[Stored data entries]
━━━━━━━━━━━━━━━━

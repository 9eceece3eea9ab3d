//! Tests for delegation to a chained upstream proxy.

mod common;

use std::net::SocketAddr;

use tokio::io::{AsyncReadExt, AsyncWriteExt};
use tokio::net::{TcpListener, TcpStream};
use tokio::sync::mpsc;

use forward_proxy::proxy::{Proxy, ProxyOptions};
use forward_proxy::App;

fn chained_proxy_app(chained: SocketAddr, options: ProxyOptions) -> App {
    let endpoint = format!("http://{chained}").parse().unwrap();
    let proxy = Proxy::new(Some(endpoint), options).unwrap();
    let mut app = App::new();
    for middleware in proxy.middlewares() {
        app.use_middleware(middleware);
    }
    app
}

/// Stub chained proxy: records each request head, answers CONNECT with the
/// given status line and then echoes, answers anything else with 200.
async fn start_stub_proxy(
    connect_status: &'static str,
) -> (SocketAddr, mpsc::UnboundedReceiver<String>) {
    let listener = TcpListener::bind("127.0.0.1:0").await.unwrap();
    let addr = listener.local_addr().unwrap();
    let (tx, rx) = mpsc::unbounded_channel();

    tokio::spawn(async move {
        loop {
            match listener.accept().await {
                Ok((mut socket, _)) => {
                    let tx = tx.clone();
                    tokio::spawn(async move {
                        let head = match common::read_head(&mut socket).await {
                            Some(head) => head,
                            None => return,
                        };
                        let is_connect = head.starts_with("CONNECT ");
                        let _ = tx.send(head);

                        if is_connect {
                            let response = format!("HTTP/1.1 {connect_status}\r\n\r\n");
                            if socket.write_all(response.as_bytes()).await.is_err() {
                                return;
                            }
                            let mut buf = [0u8; 1024];
                            loop {
                                match socket.read(&mut buf).await {
                                    Ok(0) | Err(_) => break,
                                    Ok(n) => {
                                        if socket.write_all(&buf[..n]).await.is_err() {
                                            break;
                                        }
                                    }
                                }
                            }
                        } else {
                            let _ = socket
                                .write_all(
                                    b"HTTP/1.1 200 OK\r\nContent-Length: 7\r\nConnection: close\r\n\r\nchained",
                                )
                                .await;
                            let _ = socket.shutdown().await;
                        }
                    });
                }
                Err(_) => break,
            }
        }
    });

    (addr, rx)
}

#[tokio::test]
async fn connect_is_negotiated_with_the_chained_proxy() {
    let (stub, mut recorded) = start_stub_proxy("200 OK").await;

    let mut options = ProxyOptions::new();
    options
        .proxy_headers
        .insert("proxy-authorization", "Basic Zm9vOmJhcg==".parse().unwrap());
    let (proxy_addr, _shutdown) = common::start_proxy(chained_proxy_app(stub, options)).await;

    let mut client = TcpStream::connect(proxy_addr).await.unwrap();
    client
        .write_all(b"CONNECT example.com:443 HTTP/1.1\r\nHost: example.com:443\r\n\r\n")
        .await
        .unwrap();

    let head = common::read_head(&mut client).await.unwrap();
    assert_eq!(head, "HTTP/1.1 200 Connection Established\r\n\r\n");

    // The stub echoes, so the tunnel is transparent end to end.
    client.write_all(b"through the chain").await.unwrap();
    let mut buf = [0u8; 17];
    client.read_exact(&mut buf).await.unwrap();
    assert_eq!(&buf, b"through the chain");

    let seen = recorded.recv().await.unwrap();
    assert!(seen.starts_with("CONNECT example.com:443 HTTP/1.1\r\n"));
    assert!(seen.contains("proxy-authorization: Basic Zm9vOmJhcg=="));
}

#[tokio::test]
async fn chained_refusal_surfaces_as_500() {
    let (stub, _recorded) = start_stub_proxy("407 Proxy Authentication Required").await;
    let (proxy_addr, _shutdown) =
        common::start_proxy(chained_proxy_app(stub, ProxyOptions::new())).await;

    let mut client = TcpStream::connect(proxy_addr).await.unwrap();
    client
        .write_all(b"CONNECT example.com:443 HTTP/1.1\r\nHost: example.com:443\r\n\r\n")
        .await
        .unwrap();

    let response = common::read_to_end(&mut client).await;
    assert!(response.starts_with("HTTP/1.1 500"), "got: {response}");
    assert!(!response.contains("Connection Established"));
}

#[tokio::test]
async fn request_path_merges_default_and_proxy_headers() {
    let (stub, mut recorded) = start_stub_proxy("200 OK").await;

    let mut options = ProxyOptions::new();
    options
        .default_headers
        .insert("x-session", "fallback".parse().unwrap());
    options
        .default_headers
        .insert("x-trace", "on".parse().unwrap());
    options
        .proxy_headers
        .insert("proxy-authorization", "Basic Zm9vOmJhcg==".parse().unwrap());
    let (proxy_addr, _shutdown) = common::start_proxy(chained_proxy_app(stub, options)).await;

    let mut client = TcpStream::connect(proxy_addr).await.unwrap();
    client
        .write_all(
            b"GET http://origin.example/ HTTP/1.1\r\n\
              Host: origin.example\r\n\
              X-Session: mine\r\n\
              Connection: close\r\n\r\n",
        )
        .await
        .unwrap();

    let response = common::read_to_end(&mut client).await;
    assert!(response.starts_with("HTTP/1.1 200"), "got: {response}");
    assert!(response.contains("chained"));

    let seen = recorded.recv().await.unwrap().to_lowercase();
    // The request keeps its own value for a default header it already set.
    assert!(seen.contains("x-session: mine"));
    assert!(!seen.contains("x-session: fallback"));
    // Defaults fill gaps; proxy headers always win.
    assert!(seen.contains("x-trace: on"));
    assert!(seen.contains("proxy-authorization: basic zm9vomjhcg=="));
    // The chained hop receives the absolute-form target.
    assert!(seen.starts_with("get http://origin.example/ http/1.1\r\n"));
}
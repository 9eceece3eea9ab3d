//! Upstream connector capability.
//!
//! # Responsibilities
//! - Define the capability interface the proxy middlewares depend on:
//!   `request` for plain forwarding, `connect` for tunnel sockets
//! - Provide the direct variant that talks straight to the origin

use async_trait::async_trait;
use http_body_util::BodyExt;
use hyper::{Request, Response};
use hyper_util::client::legacy::connect::HttpConnector;
use hyper_util::client::legacy::Client;
use hyper_util::rt::TokioExecutor;
use tokio::net::TcpStream;

use crate::engine::context::ProxyBody;
use crate::engine::error::UpstreamError;
use crate::relay::Link;

/// Capability provider for reaching the origin: an HTTP request channel and
/// a raw socket channel. The direct variant contacts the origin itself; the
/// chained variant delegates both to an upstream proxy.
#[async_trait]
pub trait Upstream: Send + Sync + 'static {
    /// Send a request towards the origin and stream back its response.
    async fn request(&self, req: Request<ProxyBody>) -> Result<Response<ProxyBody>, UpstreamError>;

    /// Open a raw byte channel to `host:port`.
    async fn connect(&self, host: &str, port: u16) -> Result<Box<dyn Link>, UpstreamError>;
}

/// Direct origin access: a pooled HTTP client plus plain TCP connects.
pub struct DirectUpstream {
    client: Client<HttpConnector, ProxyBody>,
}

impl DirectUpstream {
    pub fn new(keep_alive: bool) -> Self {
        let mut builder = Client::builder(TokioExecutor::new());
        if !keep_alive {
            builder.pool_max_idle_per_host(0);
        }
        Self {
            client: builder.build(HttpConnector::new()),
        }
    }
}

#[async_trait]
impl Upstream for DirectUpstream {
    async fn request(&self, req: Request<ProxyBody>) -> Result<Response<ProxyBody>, UpstreamError> {
        let response = self
            .client
            .request(req)
            .await
            .map_err(|err| UpstreamError::from_error(&err))?;
        Ok(response.map(|body| body.boxed()))
    }

    async fn connect(&self, host: &str, port: u16) -> Result<Box<dyn Link>, UpstreamError> {
        let stream = TcpStream::connect((host, port)).await?;
        Ok(Box::new(stream))
    }
}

━━━━━━━━━━━━━━━━

#### [The problem]
What is needed is an exact copy of all the data above.

#### [Answer to this exercise]
repository 9eceece3eea9ab3d
//! Tests for delegation to a chained upstream proxy.

mod common;

use std::net::SocketAddr;

use tokio::io::{AsyncReadExt, AsyncWriteExt};
use tokio::net::{TcpListener, TcpStream};
use tokio::sync::mpsc;

use forward_proxy::proxy::{Proxy, ProxyOptions};
use forward_proxy::App;

fn chained_proxy_app(chained: SocketAddr, options: ProxyOptions) -> App {
    let endpoint = format!("http://{chained}").parse().unwrap();
    let proxy = Proxy::new(Some(endpoint), options).unwrap();
    let mut app = App::new();
    for middleware in proxy.middlewares() {
        app.use_middleware(middleware);
    }
    app
}

/// Stub chained proxy: records each request head, answers CONNECT with the
/// given status line and then echoes, answers anything else with 200.
async fn start_stub_proxy(
    connect_status: &'static str,
) -> (SocketAddr, mpsc::UnboundedReceiver<String>) {
    let listener = TcpListener::bind("127.0.0.1:0").await.unwrap();
    let addr = listener.local_addr().unwrap();
    let (tx, rx) = mpsc::unbounded_channel();

    tokio::spawn(async move {
        loop {
            match listener.accept().await {
                Ok((mut socket, _)) => {
                    let tx = tx.clone();
                    tokio::spawn(async move {
                        let head = match common::read_head(&mut socket).await {
                            Some(head) => head,
                            None => return,
                        };
                        let is_connect = head.starts_with("CONNECT ");
                        let _ = tx.send(head);

                        if is_connect {
                            let response = format!("HTTP/1.1 {connect_status}\r\n\r\n");
                            if socket.write_all(response.as_bytes()).await.is_err() {
                                return;
                            }
                            let mut buf = [0u8; 1024];
                            loop {
                                match socket.read(&mut buf).await {
                                    Ok(0) | Err(_) => break,
                                    Ok(n) => {
                                        if socket.write_all(&buf[..n]).await.is_err() {
                                            break;
                                        }
                                    }
                                }
                            }
                        } else {
                            let _ = socket
                                .write_all(
                                    b"HTTP/1.1 200 OK\r\nContent-Length: 7\r\nConnection: close\r\n\r\nchained",
                                )
                                .await;
                            let _ = socket.shutdown().await;
                        }
                    });
                }
                Err(_) => break,
            }
        }
    });

    (addr, rx)
}

#[tokio::test]
async fn connect_is_negotiated_with_the_chained_proxy() {
    let (stub, mut recorded) = start_stub_proxy("200 OK").await;

    let mut options = ProxyOptions::new();
    options
        .proxy_headers
        .insert("proxy-authorization", "Basic Zm9vOmJhcg==".parse().unwrap());
    let (proxy_addr, _shutdown) = common::start_proxy(chained_proxy_app(stub, options)).await;

    let mut client = TcpStream::connect(proxy_addr).await.unwrap();
    client
        .write_all(b"CONNECT example.com:443 HTTP/1.1\r\nHost: example.com:443\r\n\r\n")
        .await
        .unwrap();

    let head = common::read_head(&mut client).await.unwrap();
    assert_eq!(head, "HTTP/1.1 200 Connection Established\r\n\r\n");

    // The stub echoes, so the tunnel is transparent end to end.
    client.write_all(b"through the chain").await.unwrap();
    let mut buf = [0u8; 17];
    client.read_exact(&mut buf).await.unwrap();
    assert_eq!(&buf, b"through the chain");

    let seen = recorded.recv().await.unwrap();
    assert!(seen.starts_with("CONNECT example.com:443 HTTP/1.1\r\n"));
    assert!(seen.contains("proxy-authorization: Basic Zm9vOmJhcg=="));
}

#[tokio::test]
async fn chained_refusal_surfaces_as_500() {
    let (stub, _recorded) = start_stub_proxy("407 Proxy Authentication Required").await;
    let (proxy_addr, _shutdown) =
        common::start_proxy(chained_proxy_app(stub, ProxyOptions::new())).await;

    let mut client = TcpStream::connect(proxy_addr).await.unwrap();
    client
        .write_all(b"CONNECT example.com:443 HTTP/1.1\r\nHost: example.com:443\r\n\r\n")
        .await
        .unwrap();

    let response = common::read_to_end(&mut client).await;
    assert!(response.starts_with("HTTP/1.1 500"), "got: {response}");
    assert!(!response.contains("Connection Established"));
}

#[tokio::test]
async fn request_path_merges_default_and_proxy_headers() {
    let (stub, mut recorded) = start_stub_proxy("200 OK").await;

    let mut options = ProxyOptions::new();
    options
        .default_headers
        .insert("x-session", "fallback".parse().unwrap());
    options
        .default_headers
        .insert("x-trace", "on".parse().unwrap());
    options
        .proxy_headers
        .insert("proxy-authorization", "Basic Zm9vOmJhcg==".parse().unwrap());
    let (proxy_addr, _shutdown) = common::start_proxy(chained_proxy_app(stub, options)).await;

    let mut client = TcpStream::connect(proxy_addr).await.unwrap();
    client
        .write_all(
            b"GET http://origin.example/ HTTP/1.1\r\n\
              Host: origin.example\r\n\
              X-Session: mine\r\n\
              Connection: close\r\n\r\n",
        )
        .await
        .unwrap();

    let response = common::read_to_end(&mut client).await;
    assert!(response.starts_with("HTTP/1.1 200"), "got: {response}");
    assert!(response.contains("chained"));

    let seen = recorded.recv().await.unwrap().to_lowercase();
    // The request keeps its own value for a default header it already set.
    assert!(seen.contains("x-session: mine"));
    assert!(!seen.contains("x-session: fallback"));
    // Defaults fill gaps; proxy headers always win.
    assert!(seen.contains("x-trace: on"));
    assert!(seen.contains("proxy-authorization: basic zm9vomjhcg=="));
    // The chained hop receives the absolute-form target.
    assert!(seen.starts_with("get http://origin.example/ http/1.1\r\n"));
}
repository 9eceece3eea9ab3d
//! Upstream connector capability.
//!
//! # Responsibilities
//! - Define the capability interface the proxy middlewares depend on:
//!   `request` for plain forwarding, `connect` for tunnel sockets
//! - Provide the direct variant that talks straight to the origin

use async_trait::async_trait;
use http_body_util::BodyExt;
use hyper::{Request, Response};
use hyper_util::client::legacy::connect::HttpConnector;
use hyper_util::client::legacy::Client;
use hyper_util::rt::TokioExecutor;
use tokio::net::TcpStream;

use crate::engine::context::ProxyBody;
use crate::engine::error::UpstreamError;
use crate::relay::Link;

/// Capability provider for reaching the origin: an HTTP request channel and
/// a raw socket channel. The direct variant contacts the origin itself; the
/// chained variant delegates both to an upstream proxy.
#[async_trait]
pub trait Upstream: Send + Sync + 'static {
    /// Send a request towards the origin and stream back its response.
    async fn request(&self, req: Request<ProxyBody>) -> Result<Response<ProxyBody>, UpstreamError>;

    /// Open a raw byte channel to `host:port`.
    async fn connect(&self, host: &str, port: u16) -> Result<Box<dyn Link>, UpstreamError>;
}

/// Direct origin access: a pooled HTTP client plus plain TCP connects.
pub struct DirectUpstream {
    client: Client<HttpConnector, ProxyBody>,
}

impl DirectUpstream {
    pub fn new(keep_alive: bool) -> Self {
        let mut builder = Client::builder(TokioExecutor::new());
        if !keep_alive {
            builder.pool_max_idle_per_host(0);
        }
        Self {
            client: builder.build(HttpConnector::new()),
        }
    }
}

#[async_trait]
impl Upstream for DirectUpstream {
    async fn request(&self, req: Request<ProxyBody>) -> Result<Response<ProxyBody>, UpstreamError> {
        let response = self
            .client
            .request(req)
            .await
            .map_err(|err| UpstreamError::from_error(&err))?;
        Ok(response.map(|body| body.boxed()))
    }

    async fn connect(&self, host: &str, port: u16) -> Result<Box<dyn Link>, UpstreamError> {
        let stream = TcpStream::connect((host, port)).await?;
        Ok(Box::new(stream))
    }
}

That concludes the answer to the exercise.